WORK TO BE COMPLETED: All of the entries below, duplicated exactly, make up the answer.

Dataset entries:
━━━━━━━━━━

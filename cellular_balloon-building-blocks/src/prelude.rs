pub use crate::contour::*;
pub use crate::fields::*;
pub use crate::math::{normalize, outward_normal, pixel_of, signed_angle, IntegerPolygon};
pub use crate::parameters::*;

pub use cellular_balloon_concepts::{
    GradientField, GradientSample, IndexError, IntensityField, SetupError,
};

━━━━━━━━━━

TASK SOLUTION:
filename cellular_balloon-building-blocks/src/prelude.rs
pub use crate::contour::*;
pub use crate::fields::*;
pub use crate::math::{normalize, outward_normal, pixel_of, signed_angle, IntegerPolygon};
pub use crate::parameters::*;

pub use cellular_balloon_concepts::{
    GradientField, GradientSample, IndexError, IntensityField, SetupError,
};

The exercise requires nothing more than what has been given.